The Alberta & Ontario Courts of Appeal Views
In both R. v. Canfield and R. v. Pike, CBSA officers stopped a Canadian re-entering Canada at the Canadian border and searched their digital devices. In both cases, the Canadian travellers were charged with various child pornography offences as a result of the search. In both cases, the travellers defended themselves by arguing, in part, that sections 99(1)(a) and 99.3(1) breached their section 8 Charter of Rights and Freedoms right to be free from unreasonable search and seizure. And in both cases, the relevant Courts of Appeal agreed, finding both sections unconstitutional.
Our Privacy Law View
We agree with the Alberta and the Ontario Courts of Appeal. The CBSA’s view is out of step with the current state of Canadian law respecting privacy rights generally. The CBSA’s position is rooted in legislation written and enacted in the “briefcase era”, and that doesn’t even contemplate digital information. It imagines a smartphone or a laptop to be just like a briefcase containing documents; since they can search a briefcase and look at the documents, so can they do the same with a digital device. But this reasoning ignores the development of the law on privacy rights generally, privacy rights at the border, and privacy rights in digital devices – and their contents:
Privacy Rights @ Border Crossings. In its 2012 decision in R. v. Nagle, the B.C. Court of Appeal dealt with ascertaining when a person is detained, and must thus be advised of their Charter rights. In it, however, the Court confirmed that while international travellers’ expectation of privacy is diminished at border crossings, it’s not extinguished altogether: our borders are not “Charter-free zones” and “[b]order officials must be alive to the rights of travellers under Canadian law.” The Canfield and Pike decisions are consistent with this view that the Charter applies, and that the CBSA does not have the unfettered right to search digital devices without reason.

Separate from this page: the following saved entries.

use std::time::Duration;

use serde::{Deserialize, Serialize};

use crate::gateway::constants::{DEFAULT_RECONNECT_DELAY_MS, DEFAULT_RESPONSE_TIMEOUT_MS};

/// Video mixer websocket endpoint.
#[derive(Debug, Deserialize, Serialize, Clone)]
#[serde(default)]
pub struct MixerConfig {
    pub enabled: bool,
    pub host: String,
    pub port: u16,
    /// Empty when the mixer does not require authentication.
    pub password: String,
    pub reconnect_delay_ms: u64,
    pub response_timeout_ms: u64,
}

impl Default for MixerConfig {
    fn default() -> Self {
        Self {
            enabled: true,
            host: "127.0.0.1".to_string(),
            port: 4455,
            password: String::new(),
            reconnect_delay_ms: DEFAULT_RECONNECT_DELAY_MS,
            response_timeout_ms: DEFAULT_RESPONSE_TIMEOUT_MS,
        }
    }
}

impl MixerConfig {
    pub fn url(&self) -> String {
        format!("ws://{}:{}", self.host, self.port)
    }

    pub fn reconnect_delay(&self) -> Duration {
        Duration::from_millis(self.reconnect_delay_ms)
    }

    pub fn response_timeout(&self) -> Duration {
        Duration::from_millis(self.response_timeout_ms)
    }
}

Privacy Rights in Digital “Receptacles”. Courts, in particular the Supreme Court of Canada, have recognized individuals’ increased expectation of privacy in digital devices and that computers and smartphones are unique vis-à-vis other sorts of information “receptacles” – and so are privacy interests in them. These courts have reinforced that the extent of private information now stored in digital devices requires state searches to be reasonable, regulated and contained to comply with the Charter right to be free from unreasonable search and seizure:
Though not determinative, it’s notable that the Privacy Commissioner of Canada also disagrees with the CBSA’s view. In his Follow-up letter to the Standing Committee on Public Safety and National Security regarding Bill C-23, An Act respecting the preclearance of persons and goods in Canada and the United States (8 June 2017), they stated, “The idea that electronic devices should be considered as mere goods and therefore subject to border searches without legal grounds is clearly outdated and does not reflect the realities of modern technology. Border controls are important and legitimate for reasons of sovereignty and public safety, but they should not be exercised arbitrarily…”
Until recently, there was no court decision determining this question – or whether such a search violates a person’s right under section 8 of the Canadian Charter of Rights and Freedoms to be free from unreasonable search and seizure. But now, the Alberta and the Ontario appeal courts provide Canadian travellers (and their lawyers) with some guidance on the parameters of the CBSA’s right to search their digital content at the border.
5 Tips To Protect Privacy & Privilege @ the Border
The stakes are even higher when the content the CBSA is endeavouring to access is subject to solicitor-client privilege – especially if the traveler is a lawyer. Solicitor-client privilege is about more than mere privacy: it’s a constitutional right. And it’s a right that belongs to the client, not the lawyer, so it’s the client’s to waive. Furthermore, lawyers have a professional obligation to assert privilege … even at their personal peril. The CBSA does have a 2014 Operational Policy on “Examination of Solicitor/Client Privileged Materials” (PRG-2014-07) but it developed the policy with no input from the Canadian Bar Association and it’s bare: it doesn’t even touch on electronic or digital devices.
The Canfield and Pike decisions are helpful – but they’re only binding on Alberta and Ontario courts, despite have persuasive impact beyond. Until there’s a Supreme Court of Canada decision or the federal government updates the Customs Act to clarify the scope of the CBSA’s right to inspect digital content, travelling without a device, while perhaps appealing, isn’t a practical option for most travellers. But travelling without the data might be. If you don’t need the data with you, don’t bring it across the border. Instead, wipe your device and access your private work materials via the cloud once you’re across the border. However, if this isn’t an option, here are five tips to protect the privacy (and privilege) of digital content when crossing the Canadian border:
1. Encrypt it. Use the latest version of iOS or Android that employs entire device or entire drive encryption.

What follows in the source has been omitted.